TASK OBJECTIVE ▸
From the entries below, tally how many lines contain "folded" and report only that figure.

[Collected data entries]

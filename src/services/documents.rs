use std::collections::HashSet;

use diesel::dsl::{count_star, max};
use diesel::prelude::*;
use diesel::PgConnection;
use serde_json::Value;
use uuid::Uuid;

use crate::enums::DocumentType;
use crate::models::{Document, DocumentVersion, NewDocument, NewDocumentVersion, Participant};
use crate::notify::{EventPublisher, Update};
use crate::schema::{document_versions, documents};
use crate::views::document_json;

use super::{now, ServiceError, ServiceResult};

pub const INITIAL_VERSION_DESCRIPTION: &str = "Version initiale";
pub const AGENT_UPDATE_DESCRIPTION: &str = "Mise à jour par l'agent IA";

#[derive(Debug, Default, Clone)]
pub struct NewDocumentInput {
    pub title: String,
    pub content: Option<String>,
    pub doc_type: Option<DocumentType>,
    pub metadata: Option<Value>,
    pub parent_id: Option<Uuid>,
    pub sort_order: Option<i32>,
}

/// Fields left as `None` are not touched.
#[derive(Debug, Default, Clone)]
pub struct DocumentPatch {
    pub title: Option<String>,
    pub content: Option<String>,
    pub doc_type: Option<DocumentType>,
    pub metadata: Option<Value>,
    pub sort_order: Option<i32>,
}

/// Lowercase ASCII slug: accents folded, other runs of symbols become `-`.
pub fn slugify(title: &str) -> String {
    let mut slug = String::with_capacity(title.len());
    for ch in title.chars().flat_map(fold_char) {
        if ch.is_ascii_alphanumeric() {
            slug.push(ch.to_ascii_lowercase());
        } else if !slug.ends_with('-') && !slug.is_empty() {
            slug.push('-');
        }
    }
    let trimmed = slug.trim_end_matches('-');
    if trimmed.is_empty() {
        "document".to_string()
    } else {
        trimmed.to_string()
    }
}

fn fold_char(ch: char) -> Vec<char> {
    let folded = match ch {
        'à' | 'á' | 'â' | 'ã' | 'ä' | 'å' => "a",
        'À' | 'Á' | 'Â' | 'Ã' | 'Ä' | 'Å' => "A",
        'æ' => "ae",
        'Æ' => "AE",
        'ç' => "c",
        'Ç' => "C",
        'è' | 'é' | 'ê' | 'ë' => "e",
        'È' | 'É' | 'Ê' | 'Ë' => "E",
        'ì' | 'í' | 'î' | 'ï' => "i",
        'Ì' | 'Í' | 'Î' | 'Ï' => "I",
        'ñ' => "n",
        'Ñ' => "N",
        'ò' | 'ó' | 'ô' | 'õ' | 'ö' | 'ø' => "o",
        'Ò' | 'Ó' | 'Ô' | 'Õ' | 'Ö' | 'Ø' => "O",
        'œ' => "oe",
        'Œ' => "OE",
        'ù' | 'ú' | 'û' | 'ü' => "u",
        'Ù' | 'Ú' | 'Û' | 'Ü' => "U",
        'ý' | 'ÿ' => "y",
        'Ý' | 'Ÿ' => "Y",
        'ß' => "ss",
        other => return vec![other],
    };
    folded.chars().collect()
}

/// First of `base`, `base-1`, `base-2`, ... not already taken.
pub fn next_available_slug(base: &str, taken: &HashSet<String>) -> String {
    if !taken.contains(base) {
        return base.to_string();
    }
    (1..)
        .map(|counter| format!("{base}-{counter}"))
        .find(|candidate| !taken.contains(candidate))
        .unwrap_or_else(|| format!("{base}-{}", Uuid::new_v4().simple()))
}

/// A new version is due only when content or metadata actually change.
pub fn needs_new_version(document: &Document, patch: &DocumentPatch) -> bool {
    let content_changed = patch
        .content
        .as_ref()
        .is_some_and(|content| *content != document.content);
    let metadata_changed = patch
        .metadata
        .as_ref()
        .is_some_and(|metadata| Some(metadata) != document.metadata.as_ref());
    content_changed || metadata_changed
}

/// New sort orders for the siblings displaced when a node moves from
/// `current` to `target`. The moving node itself is never part of the result.
pub fn reorder_shifts(current: i32, target: i32, siblings: &[(Uuid, i32)]) -> Vec<(Uuid, i32)> {
    if current == target {
        return Vec::new();
    }
    siblings
        .iter()
        .filter_map(|&(id, position)| {
            if target > current && position > current && position <= target {
                Some((id, position - 1))
            } else if target < current && position >= target && position < current {
                Some((id, position + 1))
            } else {
                None
            }
        })
        .collect()
}

pub fn find_document(conn: &mut PgConnection, document_id: Uuid) -> ServiceResult<Document> {
    documents::table
        .find(document_id)
        .first(conn)
        .optional()?
        .ok_or(ServiceError::NotFound("Document non trouvé"))
}

pub fn find_by_slug(
    conn: &mut PgConnection,
    session_id: Uuid,
    slug: &str,
) -> ServiceResult<Document> {
    documents::table
        .filter(documents::session_id.eq(session_id))
        .filter(documents::slug.eq(slug))
        .first(conn)
        .optional()?
        .ok_or(ServiceError::NotFound("Document non trouvé"))
}

/// Children of `parent_id` (roots when `None`) ordered by sort order.
pub fn list_documents(
    conn: &mut PgConnection,
    session_id: Uuid,
    parent_id: Option<Uuid>,
    doc_type: Option<DocumentType>,
) -> ServiceResult<Vec<Document>> {
    let mut query = documents::table
        .filter(documents::session_id.eq(session_id))
        .into_boxed();
    query = match parent_id {
        Some(parent) => query.filter(documents::parent_id.eq(parent)),
        None => query.filter(documents::parent_id.is_null()),
    };
    if let Some(doc_type) = doc_type {
        query = query.filter(documents::doc_type.eq(doc_type.as_str()));
    }
    Ok(query
        .order((documents::sort_order.asc(), documents::created_at.asc()))
        .load(conn)?)
}

/// Every document of a session, siblings in sort order.
pub fn list_session_documents(
    conn: &mut PgConnection,
    session_id: Uuid,
) -> ServiceResult<Vec<Document>> {
    Ok(documents::table
        .filter(documents::session_id.eq(session_id))
        .order((documents::sort_order.asc(), documents::created_at.asc()))
        .load(conn)?)
}

pub fn count_session_documents(conn: &mut PgConnection, session_id: Uuid) -> ServiceResult<i64> {
    Ok(documents::table
        .filter(documents::session_id.eq(session_id))
        .select(count_star())
        .first(conn)?)
}

pub fn list_versions(
    conn: &mut PgConnection,
    document_id: Uuid,
) -> ServiceResult<Vec<DocumentVersion>> {
    Ok(document_versions::table
        .filter(document_versions::document_id.eq(document_id))
        .order(document_versions::version.asc())
        .load(conn)?)
}

fn next_sort_order(
    conn: &mut PgConnection,
    session_id: Uuid,
    parent_id: Option<Uuid>,
) -> ServiceResult<i32> {
    let mut query = documents::table
        .filter(documents::session_id.eq(session_id))
        .select(max(documents::sort_order))
        .into_boxed();
    query = match parent_id {
        Some(parent) => query.filter(documents::parent_id.eq(parent)),
        None => query.filter(documents::parent_id.is_null()),
    };
    let current: Option<i32> = query.first(conn)?;
    Ok(current.map_or(0, |value| value + 1))
}

fn unique_slug(conn: &mut PgConnection, session_id: Uuid, title: &str) -> ServiceResult<String> {
    let base = slugify(title);
    let taken: HashSet<String> = documents::table
        .filter(documents::session_id.eq(session_id))
        .filter(documents::slug.like(format!("{base}%")))
        .select(documents::slug)
        .load::<String>(conn)?
        .into_iter()
        .collect();
    Ok(next_available_slug(&base, &taken))
}

pub fn create_document(
    conn: &mut PgConnection,
    publisher: &dyn EventPublisher,
    session_id: Uuid,
    input: NewDocumentInput,
    author: Option<&Participant>,
) -> ServiceResult<Document> {
    let title = input.title.trim().to_string();
    if title.is_empty() {
        return Err(ServiceError::Invalid("Le titre est requis".into()));
    }

    let document = conn.transaction::<_, ServiceError, _>(|conn| {
        // Unknown parents are dropped and the document lands at the root.
        let parent_id = match input.parent_id {
            Some(parent_id) => documents::table
                .filter(documents::id.eq(parent_id))
                .filter(documents::session_id.eq(session_id))
                .select(documents::id)
                .first::<Uuid>(conn)
                .optional()?,
            None => None,
        };

        let sort_order = match input.sort_order {
            Some(order) => order,
            None => next_sort_order(conn, session_id, parent_id)?,
        };

        let timestamp = now();
        let new_document = NewDocument {
            id: Uuid::new_v4(),
            session_id,
            parent_id,
            slug: unique_slug(conn, session_id, &title)?,
            title: title.clone(),
            content: input.content.unwrap_or_default(),
            doc_type: input.doc_type.unwrap_or_default().as_str().to_string(),
            metadata: input.metadata.filter(|value| !value.is_null()),
            sort_order,
            current_version: 1,
            created_at: timestamp,
            updated_at: timestamp,
        };

        diesel::insert_into(documents::table)
            .values(&new_document)
            .execute(conn)?;

        diesel::insert_into(document_versions::table)
            .values(&NewDocumentVersion {
                id: Uuid::new_v4(),
                document_id: new_document.id,
                version: 1,
                content: new_document.content.clone(),
                metadata: new_document.metadata.clone(),
                author_id: author.map(|participant| participant.id),
                change_description: Some(INITIAL_VERSION_DESCRIPTION.to_string()),
                created_at: timestamp,
            })
            .execute(conn)?;

        find_document(conn, new_document.id)
    })?;

    tracing::info!(
        session_id = %session_id,
        document_id = %document.id,
        slug = %document.slug,
        "document created"
    );
    publisher.publish(Update::document_created(
        session_id,
        document_json(&document, true),
    ));
    Ok(document)
}

pub fn update_document(
    conn: &mut PgConnection,
    publisher: &dyn EventPublisher,
    document: &Document,
    patch: DocumentPatch,
    author: Option<&Participant>,
    change_description: Option<String>,
) -> ServiceResult<Document> {
    if let Some(title) = patch.title.as_deref() {
        if title.trim().is_empty() {
            return Err(ServiceError::Invalid("Le titre ne peut pas être vide".into()));
        }
    }

    let versioned = needs_new_version(document, &patch);

    let updated = conn.transaction::<_, ServiceError, _>(|conn| {
        let timestamp = now();
        let next_content = patch.content.clone().unwrap_or_else(|| document.content.clone());
        let next_metadata = match patch.metadata.clone() {
            Some(metadata) => Some(metadata),
            None => document.metadata.clone(),
        };
        let next_version = if versioned {
            document.current_version + 1
        } else {
            document.current_version
        };

        diesel::update(documents::table.find(document.id))
            .set((
                documents::title.eq(patch
                    .title
                    .as_deref()
                    .map(str::trim)
                    .unwrap_or(&document.title)),
                documents::content.eq(&next_content),
                documents::doc_type.eq(patch
                    .doc_type
                    .map(|kind| kind.as_str())
                    .unwrap_or(&document.doc_type)),
                documents::metadata.eq(&next_metadata),
                documents::sort_order.eq(patch.sort_order.unwrap_or(document.sort_order)),
                documents::current_version.eq(next_version),
                documents::updated_at.eq(timestamp),
            ))
            .execute(conn)?;

        if versioned {
            let description = change_description.or_else(|| {
                author
                    .filter(|participant| participant.is_agent)
                    .map(|_| AGENT_UPDATE_DESCRIPTION.to_string())
            });
            diesel::insert_into(document_versions::table)
                .values(&NewDocumentVersion {
                    id: Uuid::new_v4(),
                    document_id: document.id,
                    version: next_version,
                    content: next_content,
                    metadata: next_metadata,
                    author_id: author.map(|participant| participant.id),
                    change_description: description,
                    created_at: timestamp,
                })
                .execute(conn)?;
        }

        find_document(conn, document.id)
    })?;

    tracing::info!(
        document_id = %updated.id,
        version = updated.current_version,
        versioned,
        "document updated"
    );
    publisher.publish(Update::document_updated(
        updated.session_id,
        updated.id,
        document_json(&updated, true),
    ));
    Ok(updated)
}

/// The document and all of its descendants, parents before children.
pub fn gather_subtree_ids(conn: &mut PgConnection, document_id: Uuid) -> ServiceResult<Vec<Uuid>> {
    let mut ids = vec![document_id];
    let mut queue = vec![document_id];

    while let Some(current) = queue.pop() {
        let child_ids: Vec<Uuid> = documents::table
            .filter(documents::parent_id.eq(current))
            .select(documents::id)
            .load(conn)?;
        queue.extend(child_ids.iter().copied());
        ids.extend(child_ids);
    }

    Ok(ids)
}

/// Deletes the document after all of its descendants. Returns removed ids in
/// deletion order.
pub fn delete_document(
    conn: &mut PgConnection,
    publisher: &dyn EventPublisher,
    document: &Document,
) -> ServiceResult<Vec<Uuid>> {
    let removed = conn.transaction::<_, ServiceError, _>(|conn| {
        let mut ids = gather_subtree_ids(conn, document.id)?;
        ids.reverse();
        for id in &ids {
            diesel::delete(documents::table.find(*id)).execute(conn)?;
        }
        Ok(ids)
    })?;

    tracing::info!(
        document_id = %document.id,
        removed = removed.len(),
        "document subtree deleted"
    );
    for id in &removed {
        publisher.publish(Update::document_deleted(document.session_id, *id));
    }
    Ok(removed)
}

pub fn reorder_document(
    conn: &mut PgConnection,
    publisher: &dyn EventPublisher,
    document: &Document,
    new_position: i32,
) -> ServiceResult<Document> {
    if new_position < 0 {
        return Err(ServiceError::Invalid("La position doit être positive".into()));
    }
    if new_position == document.sort_order {
        return Ok(document.clone());
    }

    let reordered = conn.transaction::<_, ServiceError, _>(|conn| {
        let siblings: Vec<(Uuid, i32)> =
            list_documents(conn, document.session_id, document.parent_id, None)?
                .into_iter()
                .filter(|sibling| sibling.id != document.id)
                .map(|sibling| (sibling.id, sibling.sort_order))
                .collect();

        for (id, position) in reorder_shifts(document.sort_order, new_position, &siblings) {
            diesel::update(documents::table.find(id))
                .set(documents::sort_order.eq(position))
                .execute(conn)?;
        }

        diesel::update(documents::table.find(document.id))
            .set((
                documents::sort_order.eq(new_position),
                documents::updated_at.eq(now()),
            ))
            .execute(conn)?;

        find_document(conn, document.id)
    })?;

    publisher.publish(Update::document_updated(
        reordered.session_id,
        reordered.id,
        document_json(&reordered, false),
    ));
    Ok(reordered)
}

EXERCISE SOLUTION ▸
3